建立稳定表达甜味受体T1R2/T1R3的HEK293细胞系

"稳定表达甜味受体蛋白T1R2/T1R3的HEK293细胞系的建立 (2013年)" 这篇论文是关于工程技术领域的一个研究，主要涉及生物化学和分子生物学的内容。研究者们旨在构建一个稳定表达甜味受体蛋白T1R2和T1R3的HEK293细胞系，这在甜味识别机制的研究中具有重要意义。HEK293细胞是一种广泛用于生物医学研究的人类胚胎肾细胞，因其易于培养和转染而被广泛应用。 首先，研究者从小鼠舌组织中提取总mRNA，这是基因表达的基础材料。然后，他们利用逆转录聚合酶链反应（RT-PCR）技术，用自设计的引物扩增出Gα15、T1R2和T1R3的目的基因片段。Gα15是一种G蛋白亚单位，与受体信号传导有关；T1R2和T1R3是甜味受体，它们的复合体能感知甜味分子。 接着，这些扩增的基因片段被分别插入不同的表达载体中，包括pEGFP-C1-Gα15、pDsRed1-N1-T1R2和pcDNATM6.2/N-YFP-DEST-T1R3。这些载体含有不同的标记基因，如绿色荧光蛋白（GFP）、红色荧光蛋白（DsRed）和黄色荧光蛋白（YFP），以便于检测基因的表达和定位。 通过脂质体介导的转染方法，这些重组质粒被导入HEK293细胞中。经过选择性压力（抗性筛选），研究人员能够得到稳定表达目的基因的细胞克隆。极限稀释法进一步确保了单一细胞克隆的纯度，从而保证了细胞系的均一性。 最后，通过RT-PCR、荧光显微镜和Western blot等实验方法，研究者在基因和蛋白质水平上对建立的细胞系进行了验证。RT-PCR用于确认基因的转录，荧光显微镜可以观察到细胞中的荧光表达，而Western blot则用于检测蛋白质的表达水平。

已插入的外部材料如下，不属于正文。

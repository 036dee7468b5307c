//! Catpick CLI - hierarchical category picker
//!
//! Usage: catpick <COMMAND>
//!
//! Commands:
//!   check      Validate the category payload and summarise it
//!   path       Print the breadcrumb of a value
//!   group      Tell whether a value is a second-level group
//!   aggregate  Append groups whose leaves are all selected
//!   toggle     Toggle a value or shortcut in a selection
//!   search     Search category names
//!   pick       Open the interactive tree picker

use anyhow::{Context, Result};
use clap::Parser;
use is_terminal::IsTerminal;
use tracing_subscriber::EnvFilter;

use catpick::presentation::cli::{Cli, Commands};
use catpick::Config;

mod commands;
mod ui;

use commands::toggle::ToggleTarget;
use commands::CommandContext;

fn main() -> Result<()> {
    let cli = Cli::parse();
    init_tracing(cli.verbose);

    let config = load_config(&cli)?;
    let ctx = CommandContext {
        unicode: config.output.unicode && ui::terminal::detect_capabilities().supports_unicode,
        config,
        tree: cli.tree.clone(),
        json: cli.json,
    };

    match &cli.command {
        Commands::Check => commands::check::cmd_check(&ctx),
        Commands::Path { value } => commands::path::cmd_path(&ctx, value),
        Commands::Group { value } => commands::group::cmd_group(&ctx, value),
        Commands::Aggregate { values } => commands::aggregate::cmd_aggregate(&ctx, values),
        Commands::Toggle {
            selection,
            value,
            shortcut,
        } => {
            let target = match (value, shortcut) {
                (_, Some(label)) => ToggleTarget::Shortcut(label),
                (Some(value), None) => ToggleTarget::Value(value),
                (None, None) => anyhow::bail!("toggle needs a value or --shortcut"),
            };
            commands::toggle::cmd_toggle(&ctx, selection, target)
        }
        Commands::Search { query } => commands::search::cmd_search(&ctx, query),
        Commands::Pick { single, selection } => {
            commands::pick::cmd_pick(&ctx, *single, selection)
        }
    }
}

/// Logs go to stderr so stdout stays parseable. RUST_LOG wins over `-v`.
fn init_tracing(verbose: u8) {
    let level = match verbose {
        0 => "warn",
        1 => "info",
        2 => "debug",
        _ => "trace",
    };
    let filter = EnvFilter::try_from_default_env()
        .unwrap_or_else(|_| EnvFilter::new(format!("catpick={level}")));

    let _ = tracing_subscriber::fmt()
        .with_env_filter(filter)
        .with_writer(std::io::stderr)
        .with_ansi(std::io::stderr().is_terminal())
        .with_target(false)
        .without_time()
        .try_init();
}

/// `--config` must exist and parse; otherwise fall back through the
/// project and user config files.
fn load_config(cli: &Cli) -> Result<Config> {
    let Some(path) = cli.config.as_deref() else {
        let cwd = std::env::current_dir()?;
        return Ok(Config::load_or_default(Some(&cwd)));
    };

    let (config, warnings) = Config::load_with_warnings(path)
        .with_context(|| format!("failed to load config {}", path.display()))?;
    for w in &warnings {
        match (&w.suggestion, w.line) {
            (Some(s), Some(line)) => tracing::warn!(
                "unknown config key '{}' at {}:{} (did you mean '{}'?)",
                w.key,
                w.file.display(),
                line,
                s
            ),
            _ => tracing::warn!("unknown config key '{}' in {}", w.key, w.file.display()),
        }
    }
    Ok(config.with_env_overrides())
}
//! Test fixtures - reusable payloads and configs.

/// Three-level food safety taxonomy
pub const SAMPLE_TREE: &str = r#"[
  {
    "value": "animaux",
    "name": "Animaux",
    "children": [
      {
        "value": "ruminants",
        "name": "Ruminants",
        "children": [
          { "value": "bov", "name": "Bovins" },
          { "value": "ovi", "name": "Ovins" }
        ]
      },
      { "value": "vol", "name": "Volailles" }
    ]
  },
  {
    "value": "bio",
    "name": "Biologique",
    "children": [
      {
        "value": "bact",
        "name": "Bactéries",
        "children": [
          { "value": "listeria", "name": "Listeria" },
          { "value": "salmonella", "name": "Salmonella" }
        ]
      },
      { "value": "virus", "name": "Virus", "children": [] }
    ]
  }
]"#;

/// Same taxonomy under a `categories` wrapper
pub const WRAPPED_TREE: &str = r#"{
  "categories": [
    {
      "value": "animaux",
      "name": "Animaux",
      "children": [{ "value": "bov", "name": "Bovins" }]
    }
  ]
}"#;

/// `bov` appears twice
pub const DUPLICATE_TREE: &str = r#"[
  { "value": "a", "name": "A", "children": [{ "value": "bov", "name": "Bovins" }] },
  { "value": "b", "name": "B", "children": [{ "value": "bov", "name": "Bovins bis" }] }
]"#;

/// Second child has no name
pub const MISSING_NAME_TREE: &str = r#"[
  { "value": "a", "name": "A", "children": [
    { "value": "a1", "name": "A1" },
    { "value": "a2" }
  ] }
]"#;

所有这些结果都证实了Gα15、T1R2和T1R3基因在HEK293细胞中成功表达且稳定。 这个细胞系的建立为后续研究提供了重要的工具，特别是在细胞水平上探究甜味识别的机制，如甜味分子如何激活甜味受体，以及这些过程的动力学特性。此外，这个细胞模型也可用于药物筛选和食品科学中的甜味剂评估，对于理解和开发新型甜味剂具有实际应用价值。